# Catching the perfect brainwave



## York (Feb 26, 2008)

Hi, I just wondered if any of you have tried meditation audio programs like Holosync or Lifeflow? It's supposed to "Heal unresolved emotional issues at the deepest level, including anxiety, depression, anger, substance-abuse, fear and many other dysfunctional feelings", amongst other things... Basically what good ol' meditation does but without having to spend a decade in a mountain cave. I think everything I've read about this technology sounds very promising, and makes perfect sense, but it's very expensive so I'm reluctant to buy it in case it turns out to be just standard meditation music like unicorns humming gently beneath a rainbow type of thing. Any thoughts?


----------



## Guest (Apr 25, 2009)

york said:


> Any thoughts?


'Any thoughts?' she says to a forum of people with depersonalisation. That's like asking people at a Weightwatchers meeting if they're hungry.

All joking aside, I can't say I know too much about Holosync or Lifeflow. By which I mean I've never heard of them. But it's worth a shot if there's even the tiniest possibility it might help is it not? What's the worst that can happen?


----------



## Conjurus (Oct 25, 2008)

Brain Candy said:


> What's the worst that can happen?


You could get scammed out of a lot of money for something that is likely only slightly relieving at best and temporary at that.


----------



## Guest (Apr 25, 2009)

I hadn't thought of that. Good point. Well played, sir.


----------



## Matt210 (Aug 15, 2004)

york said:


> Hi, I just wondered if any of you have tried meditation audio programs like Holosync or Lifeflow? It's supposed to "Heal unresolved emotional issues at the deepest level, including anxiety, depression, anger, substance-abuse, fear and many other dysfunctional feelings", amongst other things... Basically what good ol' meditation does but without having to spend a decade in a mountain cave. I think everything I've read about this technology sounds very promising, and makes perfect sense, but it's very expensive so I'm reluctant to buy it in case it turns out to be just standard meditation music like unicorns humming gently beneath a rainbow type of thing. Any thoughts?
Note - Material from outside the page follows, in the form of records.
//! Logging configuration

use tracing_subscriber::{fmt, layer::SubscriberExt, util::SubscriberInitExt, EnvFilter};

/// Initialize logging with the specified level. `RUST_LOG` takes precedence.
pub fn init(level: &str, json: bool) -> anyhow::Result<()> {
    let filter = EnvFilter::try_from_default_env().unwrap_or_else(|_| EnvFilter::new(level));

    let subscriber = tracing_subscriber::registry().with(filter);

    if json {
        subscriber
            .with(fmt::layer().json().with_writer(std::io::stderr))
            .try_init()
            .map_err(|e| anyhow::anyhow!("Failed to init logging: {}", e))?;
    } else {
        subscriber
            .with(fmt::layer().with_target(true).with_writer(std::io::stderr))
            .try_init()
            .map_err(|e| anyhow::anyhow!("Failed to init logging: {}", e))?;
    }

    Ok(())
}
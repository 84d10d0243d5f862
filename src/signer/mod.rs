//! Party identities and signed loan actions.
//!
//! A party is an ed25519 key pair; its ledger account is the address derived
//! from the verifying key. Actions travel as [`SignedAction`]s and the caller
//! is whatever address the signature proves.

use ed25519_dalek::{Signature, Signer as _, SigningKey, VerifyingKey};
use rand::{CryptoRng, RngCore};
use serde::{Deserialize, Serialize};
use sha2::{Digest, Sha256};

use crate::contracts::{ContractAddress, LoanId};
use crate::ledger::{AccountId, Amount};

#[derive(Debug, thiserror::Error, Clone, PartialEq, Eq)]
pub enum SignatureError {
    #[error("malformed public key")]
    MalformedKey,
    #[error("malformed signature")]
    MalformedSignature,
    #[error("signature does not match action")]
    InvalidSignature,
    #[error("invalid secret key hex: {0}")]
    InvalidSecret(String),
}

#[derive(Clone, Debug, Serialize, Deserialize, PartialEq, Eq)]
#[serde(tag = "type", rename_all = "snake_case")]
pub enum LoanAction {
    RequestLoan {
        interest_rate_pct: u32,
        duration_secs: u64,
        collateral: Amount,
    },
    FundLoan {
        loan_id: LoanId,
        amount: Amount,
    },
    RepayLoan {
        loan_id: LoanId,
        amount: Amount,
    },
    ClaimCollateral {
        loan_id: LoanId,
    },
}

/// `0x` + the last 20 bytes of SHA-256 over the verifying key.
pub fn address_of(key: &VerifyingKey) -> AccountId {
    let digest = Sha256::digest(key.as_bytes());
    format!("0x{}", hex::encode(&digest[12..]))
}

pub struct Signer {
    key: SigningKey,
}

impl Signer {
    pub fn generate<R: RngCore + CryptoRng>(rng: &mut R) -> Self {
        Self {
            key: SigningKey::generate(rng),
        }
    }

    pub fn from_secret_hex(sk_hex: &str) -> Result<Self, SignatureError> {
        let bytes = hex::decode(sk_hex.trim())
            .map_err(|e| SignatureError::InvalidSecret(e.to_string()))?;
        let secret: [u8; 32] = bytes
            .try_into()
            .map_err(|_| SignatureError::InvalidSecret("expected 32 bytes".into()))?;
        Ok(Self {
            key: SigningKey::from_bytes(&secret),
        })
    }

    pub fn secret_hex(&self) -> String {
        hex::encode(self.key.to_bytes())
    }

    pub fn public_hex(&self) -> String {
        hex::encode(self.key.verifying_key().as_bytes())
    }

    pub fn address(&self) -> AccountId {
        address_of(&self.key.verifying_key())
    }

    /// Signs `action` for the contract at `contract`. `nonce` distinguishes
    /// otherwise identical actions.
    pub fn sign(&self, contract: &str, action: LoanAction, nonce: u64) -> SignedAction {
        let digest = action_digest(contract, &action, nonce);
        let signature = self.key.sign(&digest);
        SignedAction {
            contract: contract.to_string(),
            action,
            nonce,
            public_key: self.key.verifying_key().as_bytes().to_vec(),
            signature: signature.to_bytes().to_vec(),
        }
    }
}

#[derive(Clone, Debug, Serialize, Deserialize, PartialEq, Eq)]
pub struct SignedAction {
    pub contract: ContractAddress,
    pub action: LoanAction,
    pub nonce: u64,
    #[serde(with = "serde_bytes")]
    pub public_key: Vec<u8>,
    #[serde(with = "serde_bytes")]
    pub signature: Vec<u8>,
}

impl SignedAction {
    pub fn digest(&self) -> [u8; 32] {
        action_digest(&self.contract, &self.action, self.nonce)
    }

    /// Checks the signature and returns the signer's address.
    pub fn verify(&self) -> Result<AccountId, SignatureError> {
        let key_bytes: [u8; 32] = self
            .public_key
            .as_slice()
            .try_into()
            .map_err(|_| SignatureError::MalformedKey)?;
        let key = VerifyingKey::from_bytes(&key_bytes).map_err(|_| SignatureError::MalformedKey)?;
        let signature = Signature::from_slice(&self.signature)
            .map_err(|_| SignatureError::MalformedSignature)?;
        key.verify_strict(&self.digest(), &signature)
            .map_err(|_| SignatureError::InvalidSignature)?;
        Ok(address_of(&key))
    }
}

fn action_digest(contract: &str, action: &LoanAction, nonce: u64) -> [u8; 32] {
    let mut hasher = Sha256::new();
    hasher.update(b"loan-action");
    hasher.update((contract.len() as u64).to_le_bytes());
    hasher.update(contract.as_bytes());
    hasher.update(nonce.to_le_bytes());
    match action {
        LoanAction::RequestLoan {
            interest_rate_pct,
            duration_secs,
            collateral,
        } => {
            hasher.update([0u8]);
            hasher.update(interest_rate_pct.to_le_bytes());
            hasher.update(duration_secs.to_le_bytes());
            hasher.update(collateral.to_le_bytes());
        }
        LoanAction::FundLoan { loan_id, amount } => {
            hasher.update([1u8]);
            hasher.update(loan_id.to_le_bytes());
            hasher.update(amount.to_le_bytes());
        }
        LoanAction::RepayLoan { loan_id, amount } => {
            hasher.update([2u8]);
            hasher.update(loan_id.to_le_bytes());
            hasher.update(amount.to_le_bytes());
        }
        LoanAction::ClaimCollateral { loan_id } => {
            hasher.update([3u8]);
            hasher.update(loan_id.to_le_bytes());
        }
    }
    hasher.finalize().into()
}

pub(crate) mod serde_bytes {
    use serde::{de::Error, Deserialize, Deserializer, Serializer};

    pub fn serialize<S>(value: &[u8], serializer: S) -> Result<S::Ok, S::Error>
    where
        S: Serializer,
    {
        serializer.serialize_str(&hex::encode(value))
    }

    pub fn deserialize<'de, D>(deserializer: D) -> Result<Vec<u8>, D::Error>
    where
        D: Deserializer<'de>,
    {
        let encoded = String::deserialize(deserializer)?;
        hex::decode(&encoded).map_err(D::Error::custom)
    }
}

#[cfg(test)]
mod tests {
    use super::*;

    use rand::rngs::OsRng;

    use crate::contracts::{CollateralizedLoan, LoanError, LoanPolicy, LoanState};
    use crate::ledger::{parse_units, LedgerState};

    const CONTRACT: &str = "0x00000000000000000000000000000000000000aa";

    #[test]
    fn signed_action_verifies_to_signer_address() {
        let signer = Signer::generate(&mut OsRng);
        let signed = signer.sign(CONTRACT, LoanAction::ClaimCollateral { loan_id: 3 }, 0);
        assert_eq!(signed.verify().unwrap(), signer.address());
        assert!(crate::contracts::is_valid_address(&signer.address()));
    }

    #[test]
    fn tampered_action_fails_verification() {
        let signer = Signer::generate(&mut OsRng);
        let mut signed = signer.sign(
            CONTRACT,
            LoanAction::FundLoan {
                loan_id: 0,
                amount: 50,
            },
            0,
        );
        signed.action = LoanAction::FundLoan {
            loan_id: 0,
            amount: 49,
        };
        assert_eq!(signed.verify(), Err(SignatureError::InvalidSignature));

        signed.signature.truncate(10);
        assert_eq!(signed.verify(), Err(SignatureError::MalformedSignature));
    }

    #[test]
    fn retargeted_contract_fails_verification() {
        let signer = Signer::generate(&mut OsRng);
        let mut signed = signer.sign(CONTRACT, LoanAction::ClaimCollateral { loan_id: 0 }, 0);
        signed.contract = "0x00000000000000000000000000000000000000bb".into();
        assert_eq!(signed.verify(), Err(SignatureError::InvalidSignature));
    }

    #[test]
    fn signed_action_survives_json() {
        let signer = Signer::generate(&mut OsRng);
        let signed = signer.sign(CONTRACT, LoanAction::ClaimCollateral { loan_id: 1 }, 9);
        let json = serde_json::to_string(&signed).unwrap();
        let back: SignedAction = serde_json::from_str(&json).unwrap();
        assert_eq!(back.verify().unwrap(), signer.address());
    }

    #[test]
    fn secret_hex_restores_the_same_identity() {
        let signer = Signer::generate(&mut OsRng);
        let restored = Signer::from_secret_hex(&signer.secret_hex()).unwrap();
        assert_eq!(restored.address(), signer.address());
        assert!(Signer::from_secret_hex("abcd").is_err());
    }

    #[test]
    fn contract_executes_signed_actions_as_their_signer() {
        let borrower = Signer::generate(&mut OsRng);
        let lender = Signer::generate(&mut OsRng);
        let mut ledger = LedgerState::new();
        ledger.mint(&borrower.address(), parse_units("5").unwrap(), "genesis").unwrap();
        ledger.mint(&lender.address(), parse_units("5").unwrap(), "genesis").unwrap();
        let mut contract = CollateralizedLoan::deploy(&mut ledger, "deployer", LoanPolicy::default());

        let request = borrower.sign(
            contract.address(),
            LoanAction::RequestLoan {
                interest_rate_pct: 10,
                duration_secs: 3_600,
                collateral: parse_units("1.0").unwrap(),
            },
            0,
        );
        let id = contract.execute(&mut ledger, &request).unwrap();
        assert_eq!(
            contract.execute(&mut ledger, &request),
            Err(LoanError::DuplicateAction)
        );

        let fund = lender.sign(
            contract.address(),
            LoanAction::FundLoan {
                loan_id: id,
                amount: parse_units("0.5").unwrap(),
            },
            0,
        );
        contract.execute(&mut ledger, &fund).unwrap();
        let loan = contract.loan(id).unwrap();
        assert_eq!(loan.state, LoanState::Funded);
        assert_eq!(loan.lender, Some(lender.address()));
        assert_eq!(loan.borrower, borrower.address());
    }

    #[test]
    fn action_signed_for_one_contract_cannot_run_on_another() {
        let borrower = Signer::generate(&mut OsRng);
        let mut ledger = LedgerState::new();
        ledger.mint(&borrower.address(), parse_units("5").unwrap(), "genesis").unwrap();
        let mut first = CollateralizedLoan::deploy(&mut ledger, "deployer", LoanPolicy::default());
        let mut second = CollateralizedLoan::deploy(&mut ledger, "deployer", LoanPolicy::default());

        let request = borrower.sign(
            first.address(),
            LoanAction::RequestLoan {
                interest_rate_pct: 10,
                duration_secs: 3_600,
                collateral: parse_units("1.0").unwrap(),
            },
            0,
        );
        first.execute(&mut ledger, &request).unwrap();
        assert_eq!(
            second.execute(&mut ledger, &request),
            Err(LoanError::WrongContract {
                contract: second.address().to_string(),
                signed_for: first.address().to_string(),
            })
        );
        assert_eq!(second.loans().count(), 0);
        assert_eq!(
            ledger.balance(&borrower.address()).locked,
            parse_units("1.0").unwrap()
        );
    }
}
My thoughts are do NOT buy it. There are no magical meditation tapes. Meditation is a good thing to practice - so i'm not discouraging that. But if you want some audio guidance i'm sure you can find a guidance tape at WalMart for $29.99. I looked up these products and they have all the makings of a scam. Meditation takes a long time to master - anything that promises other wise is a scam.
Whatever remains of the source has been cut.